Schubert: The Great Piano Works – Martino Tirimo at Kings Place (1/5: D780, D784, D850)

Moments musicaux, D780
Piano Sonata in A minor, D784Piano Sonata in D, D850

Martino Tirimo (piano)

Reviewed by: Edward Clark

Reviewed: 15 January, 2015
Venue: Hall One, Kings Place, London

Martino TirimoPhotograph: Francesco TirimoMartino Tirimo is one of the supreme Schubert scholars; he has completed various unfinished Piano Sonatas and produced his Urtext edition of the complete oeuvre. If this implies that, as an interpreter of Schubert, he adopts a dry and overly academic approach, nothing could be further than the truth. Having become immersed in the Schubert scores and having performed numerous complete cycles Tirimo has the uncanny ability to make the audience feel it is in the very presence of the composer.

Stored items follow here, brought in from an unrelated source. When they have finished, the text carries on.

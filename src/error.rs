use thiserror::Error;

#[derive(Error, Debug)]
pub enum AppError {
    /// A credential or setting needed by this operation is absent.
    #[error("Configuration error: {0}")]
    Config(String),

    #[error("{service} error (status {status}): {detail}")]
    Upstream {
        service: &'static str,
        status: u16,
        detail: String,
    },

    /// The completion service answered without a usable JSON payload.
    #[error("Parsing failed, no valid JSON in AI response: {excerpt}")]
    MalformedResponse { excerpt: String },

    #[error("Validation failed: {0}")]
    Validation(String),

    #[error("{entity} {id} not found")]
    NotFound { entity: &'static str, id: String },

    #[error("Candidate {id} already {state}")]
    AlreadyTerminal { id: i64, state: &'static str },

    /// The file changed between reading its revision and writing it. Safe to retry.
    #[error("Publish conflict: {0}")]
    PublishConflict(String),

    #[error("Timed out: {0}")]
    Timeout(String),

    #[error("Storage error: {0}")]
    Storage(String),

    #[error("HTTP request failed: {0}")]
    Http(reqwest::Error),

    #[error("JSON deserialization failed: {0}")]
    Json(#[from] serde_json::Error),

    #[error("TOML deserialization failed: {0}")]
    Toml(#[from] toml::de::Error),

    #[error("I/O error: {0}")]
    Io(#[from] std::io::Error),

    #[error("Database error: {0}")]
    Database(#[from] rusqlite::Error),
}

impl From<reqwest::Error> for AppError {
    fn from(err: reqwest::Error) -> Self {
        if err.is_timeout() {
            let target = err
                .url()
                .map(|u| u.to_string())
                .unwrap_or_else(|| "request".to_string());
            AppError::Timeout(target)
        } else {
            AppError::Http(err)
        }
    }
}

impl AppError {
    pub fn not_found(entity: &'static str, id: impl ToString) -> Self {
        AppError::NotFound {
            entity,
            id: id.to_string(),
        }
    }

    /// Short machine-readable label, used for metrics and log fields.
    pub fn kind(&self) -> &'static str {
        match self {
            AppError::Config(_) => "config",
            AppError::Upstream { .. } => "upstream",
            AppError::MalformedResponse { .. } => "malformed_response",
            AppError::Validation(_) => "validation",
            AppError::NotFound { .. } => "not_found",
            AppError::AlreadyTerminal { .. } => "already_terminal",
            AppError::PublishConflict(_) => "publish_conflict",
            AppError::Timeout(_) => "timeout",
            AppError::Storage(_) | AppError::Database(_) => "storage",
            AppError::Http(_) => "http",
            AppError::Json(_) => "json",
            AppError::Toml(_) => "toml",
            AppError::Io(_) => "io",
        }
    }

    pub fn is_retryable(&self) -> bool {
        matches!(self, AppError::PublishConflict(_) | AppError::Timeout(_))
    }
}

pub type Result<T> = std::result::Result<T, AppError>;

#[cfg(test)]
mod tests {
    use super::*;

    #[test]
    fn test_kind_labels_are_distinct_for_review_conflicts() {
        let terminal = AppError::AlreadyTerminal {
            id: 3,
            state: "validated",
        };
        let missing = AppError::not_found("candidate", 3);
        assert_eq!(terminal.kind(), "already_terminal");
        assert_eq!(missing.kind(), "not_found");
        assert_eq!(terminal.to_string(), "Candidate 3 already validated");
        assert_eq!(missing.to_string(), "candidate 3 not found");
    }

    #[test]
    fn test_publish_conflict_is_retryable() {
        assert!(AppError::PublishConflict("sha mismatch".into()).is_retryable());
        assert!(!AppError::Validation("title".into()).is_retryable());
    }
}
#[derive(Debug, Clone, Default, PartialEq, Serialize, Deserialize)]
#[serde(default)]
pub struct ActorPatch {
    pub name: Option<String>,
    pub category: Option<ActorCategory>,
    pub description: Option<String>,
    pub address: Option<String>,
    pub phone: Option<String>,
    pub email: Option<String>,
    pub website: Option<String>,
    pub horaires: Option<String>,
    pub specialites: Option<Vec<String>>,
    pub lat: Option<f64>,
    pub lng: Option<f64>,
    pub image: Option<String>,
    pub rating: Option<f64>,
    pub reviews_count: Option<u32>,
    pub premium_level: Option<PremiumLevel>,
}

impl ActorPatch {
    pub fn apply(self, actor: &mut Actor, now: DateTime<Utc>) {
        if let Some(v) = self.name {
            actor.name = v;
        }
        if let Some(v) = self.category {
            actor.category = v;
        }
        if let Some(v) = self.description {
            actor.description = v;
        }
        if let Some(v) = self.address {
            actor.address = v;
        }
        if let Some(v) = self.phone {
            actor.phone = v;
        }
        if let Some(v) = self.email {
            actor.email = v;
        }
        if let Some(v) = self.website {
            actor.website = v;
        }
        if let Some(v) = self.horaires {
            actor.horaires = v;
        }
        if let Some(v) = self.specialites {
            actor.specialites = v;
        }
        if let Some(v) = self.lat {
            actor.lat = v;
        }
        if let Some(v) = self.lng {
            actor.lng = v;
        }
        if let Some(v) = self.image {
            actor.image = v;
        }
        if self.rating.is_some() {
            actor.rating = self.rating;
        }
        if self.reviews_count.is_some() {
            actor.reviews_count = self.reviews_count;
        }
        if let Some(v) = self.premium_level {
            actor.premium_level = v;
        }
        actor.updated_at = now;
    }
}

// ---------------------------------------------------------------------------
// Events
// ---------------------------------------------------------------------------

#[derive(Debug, Clone, PartialEq, Serialize, Deserialize)]
pub struct Event {
    pub id: i64,
    pub title: String,
    pub category: EventCategory,
    pub description: String,
    pub date: NaiveDate,
    pub time: String,
    pub location: String,
    pub address: String,
    pub price: String,
    pub organizer: String,
    pub contact: String,
    pub website: String,
    pub image: String,
    pub lat: f64,
    pub lng: f64,
    pub premium_level: PremiumLevel,
    pub created_at: DateTime<Utc>,
    pub updated_at: DateTime<Utc>,
}
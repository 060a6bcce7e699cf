// Ingestion, review and publication stages

pub mod catalog;
pub mod dates;
pub mod dedup;
pub mod extractor;
pub mod geocoder;
pub mod ingest;
pub mod publish;
pub mod review_queue;
pub mod schedule;
pub mod scraper;

pub use catalog::Catalog;
pub use extractor::{ExtractionInput, Extractor};
pub use geocoder::{GeocodeOutcome, GeocodeSource, GeocoderAdapter};
pub use ingest::Ingestor;
pub use publish::Publisher;
pub use review_queue::ReviewQueue;
pub use schedule::{RunReport, ScheduleRegistry};
pub use scraper::{ScrapeReport, Scraper};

Schubert reveals himself to a great degree in his piano pieces, writing them throughout his brief life. Hence he places every kind of emotion into the music. Tirimo replicates these utterly human feelings. He brings a remarkable clarity of thought, an empathy for Schubert’s wondrous music and an architectural understanding so that the composer’s often original structures become clear yet still intrigue in their innovation.

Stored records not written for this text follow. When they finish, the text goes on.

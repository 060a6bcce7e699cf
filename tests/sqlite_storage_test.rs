use anyhow::Result;
use cevennes_connect::domain::{
    ActorPatch, CandidateStatus, EventPatch, Frequency, NewActor, NewCandidate, NewEvent, NewScrapingConfig,
    Resolution, ScrapingConfigUpdate,
};
use cevennes_connect::error::AppError;
use cevennes_connect::storage::{SqliteStorage, Storage};
use chrono::{NaiveDate, Utc};
use tempfile::tempdir;

fn candidate(config_id: i64, title: &str) -> NewCandidate {
    NewCandidate {
        scraping_config_id: config_id,
        title: title.to_string(),
        date: NaiveDate::from_ymd_opt(2025, 7, 14),
        raw_date: "14 juillet".to_string(),
        location: "Meyrueis".to_string(),
        description: String::new(),
        image: String::new(),
        source_url: "https://meyrueis.example/agenda".to_string(),
        lat: None,
        lng: None,
        is_duplicate: false,
        duplicate_of: None,
    }
}

#[tokio::test]
async fn test_records_survive_reopen() -> Result<()> {
    let dir = tempdir()?;
    let path = dir.path().join("cevennes.db");

    let (actor_id, event_id) = {
        let storage = SqliteStorage::open(&path)?;
        let mut actor = NewActor::named("Ferme du Mas Blanc");
        actor.specialites = vec!["pélardon".into(), "miel".into()];
        actor.lat = Some(44.18);
        actor.lng = Some(3.43);
        let actor = storage.create_actor(actor).await?;

        let mut event = NewEvent::new("Bal du 14 juillet", NaiveDate::from_ymd_opt(2025, 7, 14).unwrap());
        event.time = "21:00".into();
        let event = storage.create_event(event).await?;
        (actor.id, event.id)
    };

    let storage = SqliteStorage::open(&path)?;
    let actor = storage.get_actor(&actor_id).await?.expect("actor persisted");
    assert_eq!(actor.specialites, vec!["pélardon".to_string(), "miel".to_string()]);
    assert_eq!((actor.lat, actor.lng), (44.18, 3.43));
    let event = storage.get_event(event_id).await?.expect("event persisted");
    assert_eq!(event.time, "21:00");
    Ok(())
}

#[tokio::test]
async fn test_updates_and_deletes() -> Result<()> {
    let storage = SqliteStorage::open_in_memory()?;
    let actor = storage.create_actor(NewActor::named("Librairie")).await?;

    let updated = storage
        .update_actor(
            &actor.id,
            ActorPatch {
                phone: Some("04 66 00 00 00".into()),
                ..Default::default()
            },
        )
        .await?;
    assert_eq!(updated.name, "Librairie");
    assert_eq!(updated.phone, "04 66 00 00 00");

    let err = storage.update_actor("missing", ActorPatch::default()).await.unwrap_err();
    assert!(matches!(err, AppError::NotFound { .. }));

    let event = storage
        .create_event(NewEvent::new("Marché", NaiveDate::from_ymd_opt(2025, 7, 3).unwrap()))
        .await?;
    let moved = storage
        .update_event(
            event.id,
            EventPatch {
                date: NaiveDate::from_ymd_opt(2025, 7, 10),
                ..Default::default()
            },
        )
        .await?;
    assert_eq!(moved.date, NaiveDate::from_ymd_opt(2025, 7, 10).unwrap());

    assert!(storage.delete_event(event.id).await?);
    assert!(!storage.delete_event(event.id).await?);
    assert!(storage.delete_actor(&actor.id).await?);
    Ok(())
}

#[tokio::test]
async fn test_candidate_resolution_is_compare_and_set() -> Result<()> {
    let storage = SqliteStorage::open_in_memory()?;
    let inserted = storage.insert_candidates(vec![candidate(1, "Bal")]).await?;
    let id = inserted[0].id;
    assert_eq!(inserted[0].status(), CandidateStatus::Pending);

    let rejected = storage
        .resolve_candidate(
            id,
            Resolution::Rejected {
                reason: Some("doublon".into()),
                at: Utc::now(),
            },
        )
        .await?;
    assert_eq!(rejected.status(), CandidateStatus::Rejected);

    let err = storage
        .resolve_candidate(id, Resolution::Validated { event_id: 1, at: Utc::now() })
        .await
        .unwrap_err();
    assert!(matches!(err, AppError::AlreadyTerminal { state: "rejected", .. }));

    let err = storage
        .resolve_candidate(999, Resolution::Rejected { reason: None, at: Utc::now() })
        .await
        .unwrap_err();
    assert!(matches!(err, AppError::NotFound { .. }));
    Ok(())
}

#[tokio::test]
async fn test_config_lifecycle_and_candidate_cascade() -> Result<()> {
    let storage = SqliteStorage::open_in_memory()?;
    let config = storage
        .create_config(NewScrapingConfig {
            name: "Mairie de Meyrueis".into(),
            url: "https://meyrueis.example/agenda".into(),
            frequency: Frequency::Weekly,
            active: true,
            next_run_at: None,
        })
        .await?;

    let now = Utc::now();
    let updated = storage
        .update_config(
            config.id,
            ScrapingConfigUpdate {
                last_run_at: Some(now),
                ..Default::default()
            },
        )
        .await?;
    assert_eq!(updated.frequency, Frequency::Weekly);
    assert_eq!(updated.last_run_at.map(|t| t.timestamp()), Some(now.timestamp()));

    storage
        .insert_candidates(vec![candidate(config.id, "Fête"), candidate(config.id, "Loto"), candidate(config.id + 1, "Autre")])
        .await?;
    assert_eq!(storage.delete_candidates_for_config(config.id).await?, 2);
    assert!(storage.delete_config(config.id).await?);
    assert!(storage.get_config(config.id).await?.is_none());
    assert_eq!(storage.all_candidates(None).await?.len(), 1);
    Ok(())
}
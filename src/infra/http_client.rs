use super::ports::{FetchedPage, HtmlFetcher};
use crate::config::HttpConfig;
use crate::error::{AppError, Result};
use crate::metrics::ScraperMetrics;
use async_trait::async_trait;
use reqwest::header::{HeaderMap, HeaderValue, ACCEPT, ACCEPT_LANGUAGE};
use reqwest::redirect::Policy;
use std::time::{Duration, Instant};
use tracing::{debug, warn};

/// Browser-like HTML fetcher with a hard deadline and a redirect cap.
pub struct ReqwestFetcher {
    client: reqwest::Client,
}

impl ReqwestFetcher {
    pub fn new(http: &HttpConfig, timeout: Duration) -> Result<Self> {
        let mut headers = HeaderMap::new();
        headers.insert(
            ACCEPT,
            HeaderValue::from_static("text/html,application/xhtml+xml,application/xml;q=0.9,*/*;q=0.8"),
        );
        let language = HeaderValue::from_str(&http.accept_language)
            .map_err(|e| AppError::Config(format!("invalid accept_language: {e}")))?;
        headers.insert(ACCEPT_LANGUAGE, language);

        let client = reqwest::Client::builder()
            .user_agent(http.user_agent.clone())
            .default_headers(headers)
            .timeout(timeout)
            .redirect(Policy::limited(http.max_redirects))
            .build()?;
        Ok(Self { client })
    }
}

#[async_trait]
impl HtmlFetcher for ReqwestFetcher {
    async fn fetch(&self, url: &str) -> Result<FetchedPage> {
        let started = Instant::now();
        let resp = self.client.get(url).send().await.map_err(|e| {
            warn!(url, error = %e, "fetch failed");
            ScraperMetrics::page_failed("network");
            AppError::from(e)
        })?;

        let status = resp.status();
        let final_url = resp.url().to_string();
        if !status.is_success() {
            ScraperMetrics::page_failed("status");
            return Err(AppError::Upstream {
                service: "fetch",
                status: status.as_u16(),
                detail: format!("{url} answered {status}"),
            });
        }

        let body = resp.text().await?;
        ScraperMetrics::page_fetched(started.elapsed().as_secs_f64());
        debug!(url, final_url = %final_url, bytes = body.len(), "fetched page");
        Ok(FetchedPage {
            final_url,
            status: status.as_u16(),
            body,
        })
    }
}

Opening with the delightful Moments musicaux, Tirimo produced a delicacy in his playing that was entrancing. The Piano Sonata in A minor was written under the shadow of Schubert contracting syphilis. It is a work that seeks to marry musical economy with feelings both tragic and sad. Tirimo maintained a firm grip on the music denying it a sense of self-pity that can easily spill over into morbid reflection. He brought out a sense of anger regarding fate dealing the composer the severest of penalties for his lifestyle. But the song-like slow movement was an oasis of calm and the beguiling finale, so simple at the opening and so stern at the end, was beautifully played.

The Sonata in D was written during a happy holiday in Gastein in 1825. Tirimo tore into the opening Allegro vivace with spirit and an unrelenting sense of momentum. In the slow movement he observed the con moto marking and brought out the exquisite invention. Throughout the energetic Scherzo and delightfully joyous finale he maintained a buoyancy of spirit, pointing to Schubert’s growing compositional originality and with it prophesies of future composers.

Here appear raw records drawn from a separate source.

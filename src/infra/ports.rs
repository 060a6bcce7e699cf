//! Narrow interfaces to the outside collaborators. Adapters live next to this file;
//! in-process fakes live in `crate::testing`.

use crate::error::Result;
use async_trait::async_trait;
use serde::{Deserialize, Serialize};

// Fetch-side ports
#[async_trait]
pub trait HtmlFetcher: Send + Sync {
    async fn fetch(&self, url: &str) -> Result<FetchedPage>;
}

#[derive(Clone, Debug)]
pub struct FetchedPage {
    /// URL after redirects.
    pub final_url: String,
    pub status: u16,
    pub body: String,
}

// Completion-side ports
#[derive(Clone, Debug, PartialEq)]
pub enum ContentPart {
    Text(String),
    /// Remote URL or `data:` URI.
    ImageUrl(String),
}

#[derive(Clone, Debug)]
pub struct CompletionRequest {
    pub system: String,
    pub parts: Vec<ContentPart>,
    pub temperature: f32,
    pub max_tokens: u32,
}

impl CompletionRequest {
    pub fn text(system: impl Into<String>, user: impl Into<String>) -> Self {
        Self {
            system: system.into(),
            parts: vec![ContentPart::Text(user.into())],
            temperature: 0.3,
            max_tokens: 4096,
        }
    }

    pub fn user_text(&self) -> String {
        self.parts
            .iter()
            .filter_map(|p| match p {
                ContentPart::Text(t) => Some(t.as_str()),
                ContentPart::ImageUrl(_) => None,
            })
            .collect::<Vec<_>>()
            .join("\n")
    }
}

#[async_trait]
pub trait CompletionClient: Send + Sync {
    /// One system + user exchange; returns the assistant text.
    async fn complete(&self, request: CompletionRequest) -> Result<String>;

    /// Forwards a chat body unchanged and returns the provider's JSON.
    async fn chat_raw(&self, body: serde_json::Value) -> Result<serde_json::Value>;
}

// Geocoding port, in the provider's native response shape
#[derive(Clone, Debug, PartialEq, Serialize, Deserialize)]
pub struct GeocodeResponse {
    pub status: String,
    #[serde(default)]
    pub results: Vec<GeocodeResult>,
    #[serde(default, skip_serializing_if = "Option::is_none")]
    pub error_message: Option<String>,
}

#[derive(Clone, Debug, PartialEq, Serialize, Deserialize)]
pub struct GeocodeResult {
    pub formatted_address: String,
    pub geometry: Geometry,
}

#[derive(Clone, Debug, PartialEq, Serialize, Deserialize)]
pub struct Geometry {
    pub location: LatLng,
}

#[derive(Clone, Copy, Debug, PartialEq, Serialize, Deserialize)]
pub struct LatLng {
    pub lat: f64,
    pub lng: f64,
}

impl GeocodeResponse {
    pub fn first(&self) -> Option<&GeocodeResult> {
        if self.status == "OK" {
            self.results.first()
        } else {
            None
        }
    }
}

#[async_trait]
pub trait GeocodingProvider: Send + Sync {
    async fn geocode(&self, address: &str) -> Result<GeocodeResponse>;
}

// Source-control port
#[derive(Clone, Debug, PartialEq, Deserialize)]
pub struct FileCommit {
    #[serde(rename = "filePath")]
    pub path: String,
    pub content: String,
    #[serde(rename = "commitMessage")]
    pub message: String,
}

#[derive(Clone, Debug, PartialEq, Serialize)]
pub struct CommitResult {
    pub sha: String,
    pub url: String,
    /// True when the file did not exist before this commit.
    pub created: bool,
}

#[async_trait]
pub trait SourceControl: Send + Sync {
    /// Current revision marker of `path`, `None` when the file does not exist.
    async fn file_sha(&self, path: &str) -> Result<Option<String>>;

    /// Creates (`prior_sha = None`) or updates the file. A stale marker is a `PublishConflict`.
    async fn put_file(&self, commit: &FileCommit, prior_sha: Option<&str>) -> Result<CommitResult>;
}
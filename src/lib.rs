pub mod config;
pub mod constants;
pub mod domain;
pub mod error;
pub mod infra;
pub mod logging;
pub mod metrics;
pub mod pipeline;
pub mod server;
pub mod storage;
#[cfg(any(test, feature = "testing"))]
pub mod testing;
pub mod util;
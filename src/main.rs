use anyhow::Context;
use cevennes_connect::config::Config;
use cevennes_connect::logging;
use cevennes_connect::metrics;
use cevennes_connect::server::{self, AppState};
use chrono::Utc;
use clap::{Parser, Subcommand};
use tracing::{error, info, warn};

#[derive(Parser)]
#[command(name = "cevennes_connect")]
#[command(about = "Ingestion, review and publishing backend for the Cévennes community site")]
#[command(version)]
struct Cli {
    #[command(subcommand)]
    command: Commands,
}

#[derive(Subcommand)]
enum Commands {
    /// Start the HTTP API
    Serve {
        /// Port to listen on (defaults to server.port / $PORT)
        #[arg(long)]
        port: Option<u16>,
    },
    /// Scrape agenda pages and print what was found, flagged against published events
    Scrape {
        /// Page to scrape; repeat for several pages
        #[arg(long = "url", required = true)]
        urls: Vec<String>,
        /// Also fetch each event's detail page
        #[arg(long)]
        deep: bool,
    },
    /// Run one scraping config now
    RunConfig {
        #[arg(long)]
        id: i64,
    },
    /// Run every active scraping config that is due (for an external cron)
    RunDue,
}

#[tokio::main]
async fn main() -> anyhow::Result<()> {
    dotenv::dotenv().ok();
    let _guard = logging::init_logging();

    let cli = Cli::parse();
    let config = Config::load().context("loading configuration")?;
    info!(secrets = ?config.secrets, "configuration loaded");
    let state = AppState::from_config(&config).context("building application state")?;

    match cli.command {
        Commands::Serve { port } => {
            metrics::init_metrics();
            let port = port.unwrap_or(config.server.port);
            server::start_server(state, port)
                .await
                .map_err(|e| anyhow::anyhow!("server error: {e}"))?;
        }
        Commands::Scrape { urls, deep } => {
            println!("🔍 Scraping {} page(s)...", urls.len());
            let outcome = state.ingestor.scrape_and_flag(urls, deep).await?;
            for event in &outcome.events {
                let flag = if event.is_duplicate { " (doublon)" } else { "" };
                println!("   - {} | {} | {}{}", event.title, event.date, event.location, flag);
            }
            for failure in &outcome.failures {
                warn!("{} failed: {}", failure.url, failure.error);
                println!("⚠️  {}: {}", failure.url, failure.error);
            }
            println!("\n📊 {}", outcome.summary);
        }
        Commands::RunConfig { id } => {
            let report = state.schedules.run(id).await.map_err(|e| {
                error!("Run failed: {}", e);
                println!("❌ Run failed: {e}");
                anyhow::Error::new(e).context(format!("running scraping config {id}"))
            })?;
            println!("✅ {}", report.summary);
            println!(
                "   Inserted: {} | Duplicates: {} | Next run: {}",
                report.events_inserted, report.duplicates_found, report.next_run_at
            );
        }
        Commands::RunDue => {
            let runs = state.schedules.run_due(Utc::now()).await?;
            if runs.is_empty() {
                println!("Nothing due.");
            }
            for run in runs {
                match (run.report, run.error) {
                    (Some(report), _) => println!("✅ {} (#{}): {}", run.name, run.config_id, report.summary),
                    (None, Some(err)) => println!("❌ {} (#{}): {}", run.name, run.config_id, err),
                    (None, None) => {}
                }
            }
        }
    }
    Ok(())
}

The little but engaging encore was a Dance in D from Sechs Atzenbrugger Deutsche. From Tirimo Schubert is elevated to the very greatest level in music. A visit to the Rembrandt exhibition at the National Gallery allows an exploration of the link between these two geniuses, where all humanity seems to flow from their individual creativity. Tirimo is one of the very few interpreters of Schubert who suggests this comparison. This was the first of five Schubert/Tirimo recitals at Kings Place.